I saw an anecdote a few years ago about a hiring manager basically saying, "If you worked happily for a small startup, you will most likely be unable to put up with the bureaucracy of a large enterprise from now on"

I've often wondered how much truth there was to that statement.

4 comments

The bureaucracy sucks, but I think I could deal with that. The biggest buzzkill for me is working on such minuscule parts of enormous systems. In software, the results of your work are already pretty abstract, but working for a huge company, it's on another level, and I just can't find any motivation in it. It's never interested me, and I'm not sure why I thought it would for the right price.
> The biggest buzzkill for me is working on such minuscule parts of enormous systems

I think that was also part of whatever I saw had to say. But I don't remember where I read such a thing, so who knows.

Personally I have found it to be quite accurate. The smaller the company you work for the likelihood of 'flexibility' in your role increases. Those companies just don't have the headcount to have a full suite of engineers so rely on people dipping their toes in other tasks to keep the machine ticking along (e.g. frontend devs handling deployment).

With a larger company you will typically find they have already hired specialists to handle very specific tasks. You can always do some things but more often than not the rigor of corporate structure says "If you need anything done in dev ops, please speak to _Bob_ and he will sort it out".

Jumping from the challenge of constantly adapting to different tasks to being there to only do a single 'role' can be quite jarring.

This is something that has made me a bit nervous to switch jobs.
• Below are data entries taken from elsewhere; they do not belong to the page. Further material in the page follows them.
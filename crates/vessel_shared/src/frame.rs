//! # Draw State
//!
//! The index-buffer/palette abstraction handed to the presenter: a fixed-size
//! 2D array of small integer indices plus a bounded palette of colors.

use bytemuck::{Pod, Zeroable};

use crate::constants::{PALETTE_LEN, SURFACE_LEN};

/// One palette entry, 8-bit RGBA.
#[repr(C)]
#[derive(Clone, Copy, Debug, Default, PartialEq, Eq, Pod, Zeroable)]
pub struct PaletteColor {
    /// Red channel.
    pub r: u8,
    /// Green channel.
    pub g: u8,
    /// Blue channel.
    pub b: u8,
    /// Alpha channel. The presenter treats the surface as opaque.
    pub a: u8,
}

impl PaletteColor {
    /// Builds an opaque color from a `0xRRGGBB` literal.
    #[must_use]
    pub const fn from_hex(rgb: u32) -> Self {
        Self {
            r: ((rgb >> 16) & 0xFF) as u8,
            g: ((rgb >> 8) & 0xFF) as u8,
            b: (rgb & 0xFF) as u8,
            a: 0xFF,
        }
    }
}

/// Borrowed view of one frame's draw state, produced by the scheduler after
/// the module tick and consumed by the presenter.
pub struct PaletteFrame<'a> {
    /// The index surface, row-major, `SURFACE_LEN` cells.
    pub indices: &'a [u8],
    /// The palette to resolve indices against.
    pub palette: &'a [PaletteColor; PALETTE_LEN],
}

impl<'a> PaletteFrame<'a> {
    /// Builds a frame view.
    ///
    /// # Panics
    ///
    /// Panics if `indices` is not exactly [`SURFACE_LEN`] cells; a mismatched
    /// surface is a programming error, not a runtime condition.
    #[must_use]
    pub fn new(indices: &'a [u8], palette: &'a [PaletteColor; PALETTE_LEN]) -> Self {
        assert_eq!(
            indices.len(),
            SURFACE_LEN,
            "index surface must be exactly {SURFACE_LEN} cells"
        );
        Self { indices, palette }
    }
}
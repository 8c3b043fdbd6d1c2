//! # Loader Error Types
//!
//! All errors that can occur while loading or reloading a game module.
//! Every one of these is recoverable from the host's point of view after the
//! first successful load: the previous module stays installed.

use std::io;
use std::path::PathBuf;

use thiserror::Error;

/// Errors from the module load protocol.
#[derive(Error, Debug)]
pub enum LoadError {
    /// Copying the module binary to the loader-owned path failed.
    #[error("failed to copy module {from} -> {to}: {source}")]
    Copy {
        /// Canonical module path the build tool writes to.
        from: PathBuf,
        /// Loader-owned destination path.
        to: PathBuf,
        /// Underlying filesystem error.
        #[source]
        source: io::Error,
    },

    /// The dynamic linker refused the copied image.
    #[error("failed to load module image {path}: {reason}")]
    ImageLoad {
        /// Path of the rejected image.
        path: PathBuf,
        /// Linker-reported reason.
        reason: String,
    },

    /// The image loaded but does not export the tick symbol.
    #[error("module {path} does not export `{symbol}`: {reason}")]
    MissingSymbol {
        /// Path of the image missing the symbol.
        path: PathBuf,
        /// The symbol that was looked up.
        symbol: String,
        /// Linker-reported reason.
        reason: String,
    },

    /// Reading the canonical file's modification time failed.
    #[error("failed to read modification time of {path}: {source}")]
    Timestamp {
        /// The canonical module path.
        path: PathBuf,
        /// Underlying filesystem error.
        #[source]
        source: io::Error,
    },
}

/// Result type for loader operations.
pub type LoadResult<T> = Result<T, LoadError>;
//! # ctorcap kernel
//!
//! Constructor-argument capture: an instance records the call it was built
//! with, normalises that call against its declared parameter signature, and
//! can replay it to restore, pickle or clone itself without per-type
//! save/restore logic.
//!
//! ## Architecture
//!
//! ```text
//! ParameterSignature    ← Declared shape: fixed positionals, *splat, keyword-only, **splat
//!     │
//! BoundArguments        ← A raw call bound against the shape (defaults, overrides)
//!     │
//! ArgCapture            ← Per-instance CapturedCall, set once
//!     │
//! ReconstructionState   ← {args, kwargs} snapshot for pipelines
//!     │
//! Serializable          ← get_state / set_state / from_state, clone_with
//! ```
//!
//! Signatures are hand-authored (builder or TOML table); nothing is
//! discovered by reflection.

pub mod bind;
pub mod capture;
pub mod error;
pub mod pickle;
pub mod serializable;
pub mod signature;
pub mod state;
pub mod toy;
pub mod value;

pub use bind::BoundArguments;
pub use capture::{ArgCapture, CapturedCall};
pub use error::{BindError, SerializableError};
pub use serializable::{Serializable, clone_with, reconstruct};
pub use signature::{ParamKind, Parameter, ParameterSignature, SignatureBuilder, SignatureShape};
pub use state::{ReconstructionState, StateDigest};
pub use value::{Args, Kwargs, Locals, Value};
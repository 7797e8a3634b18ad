//! JSON pickling over the get-state / set-state protocol.

use crate::error::SerializableError;
use crate::serializable::Serializable;
use crate::state::ReconstructionState;

/// Encode `instance` as its reconstruction state.
pub fn dumps<T: Serializable>(instance: &T) -> Result<String, SerializableError> {
    Ok(serde_json::to_string(&instance.get_state()?)?)
}

/// Decode a payload produced by [`dumps`] into a fresh instance.
pub fn loads<T: Serializable>(payload: &str) -> Result<T, SerializableError> {
    let state: ReconstructionState = serde_json::from_str(payload)?;
    T::from_state(state)
}

/// Decode a payload into an existing, initialised instance.
pub fn restore_into<T: Serializable>(target: &mut T, payload: &str) -> Result<(), SerializableError> {
    let state: ReconstructionState = serde_json::from_str(payload)?;
    target.set_state(state)
}
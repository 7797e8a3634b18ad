//! The reconstruction payload handed to serialisation pipelines.

use crate::capture::CapturedCall;
use crate::error::SerializableError;
use crate::value::{Args, Kwargs};
use serde::{Deserialize, Serialize};
use sha2::{Digest, Sha256};
use std::fmt;

/// Snapshot of a captured call under the conventional `args`/`kwargs` keys.
#[derive(Debug, Clone, Default, PartialEq, Serialize, Deserialize)]
pub struct ReconstructionState {
    #[serde(default)]
    pub args: Args,

    #[serde(default)]
    pub kwargs: Kwargs,
}

impl ReconstructionState {
    pub fn new(args: Args, kwargs: Kwargs) -> Self {
        Self { args, kwargs }
    }

    /// SHA-256 over the canonical JSON encoding.
    ///
    /// Keyword order never affects the digest; positional order does.
    pub fn digest(&self) -> Result<StateDigest, SerializableError> {
        let bytes = serde_json::to_vec(self)?;
        let hash = Sha256::digest(&bytes);
        Ok(StateDigest(format!("{hash:x}")))
    }
}

impl From<CapturedCall> for ReconstructionState {
    fn from(call: CapturedCall) -> Self {
        Self::new(call.positional, call.keyword)
    }
}

impl From<ReconstructionState> for CapturedCall {
    fn from(state: ReconstructionState) -> Self {
        CapturedCall::new(state.args, state.kwargs)
    }
}

/// Content digest of a [`ReconstructionState`].
#[derive(Debug, Clone, PartialEq, Eq, Hash, Serialize, Deserialize)]
pub struct StateDigest(pub String);

impl fmt::Display for StateDigest {
    fn fmt(&self, f: &mut fmt::Formatter<'_>) -> fmt::Result {
        write!(f, "{}", self.0)
    }
}

#[cfg(test)]
mod tests {
    use super::*;
    use serde_json::json;

    fn state(value: serde_json::Value) -> ReconstructionState {
        serde_json::from_value(value).unwrap()
    }

    #[test]
    fn conventional_keys() {
        let s = state(json!({"args": [1], "kwargs": {"b": 2}}));
        assert_eq!(s.args, vec![json!(1)]);
        insta::assert_json_snapshot!(s, @r###"
        {
          "args": [
            1
          ],
          "kwargs": {
            "b": 2
          }
        }
        "###);
    }

    #[test]
    fn missing_keys_default_to_empty() {
        let s = state(json!({}));
        assert_eq!(s, ReconstructionState::default());
    }

    #[test]
    fn digest_ignores_keyword_order_only() {
        let a = state(json!({"args": [1, 2], "kwargs": {"x": 1, "y": 2}}));
        let b = state(json!({"args": [1, 2], "kwargs": {"y": 2, "x": 1}}));
        let c = state(json!({"args": [2, 1], "kwargs": {"x": 1, "y": 2}}));
        assert_eq!(a.digest().unwrap(), b.digest().unwrap());
        assert_ne!(a.digest().unwrap(), c.digest().unwrap());
        assert_eq!(a.digest().unwrap().to_string().len(), 64);
    }
}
I don't live on the coasts, so prospects are already a bit more limited. I've spent the past decade more or less on a team of ~5 engineers as part of a ~10 person company.

I did interview at a different startup a couple years ago, which was I think around 100 employees at that point. They claimed to be very lean and quick on their feet, but I got the feeling that we were talking about different levels of volatility.

I suppose the thing that actually keeps me where I am is I have both a very long leash and a high degree of influence. Hard to level-set that against other positions I see listed.

Probably a lot. Unless you're getting paid enough to put up with it:) That being said, I think a lot people that aren't singularly money-focused overestimate how much money will outweigh other factors in their job.
I was super motivated by the money when I was doing leetcode prep, and then when negotiating and playing offers against each other. And that makes sense, the work I was doing had a direct correlation to the total compensation I ended up signing for. But now that those fat pay checks are coming in, they provide zero motivation, it's just a slightly bigger number in my bank account.
Do you have goals outside of work that the additional money will help you accomplish?
Just started my first big enterprise job yesterday. Looks like this might be true.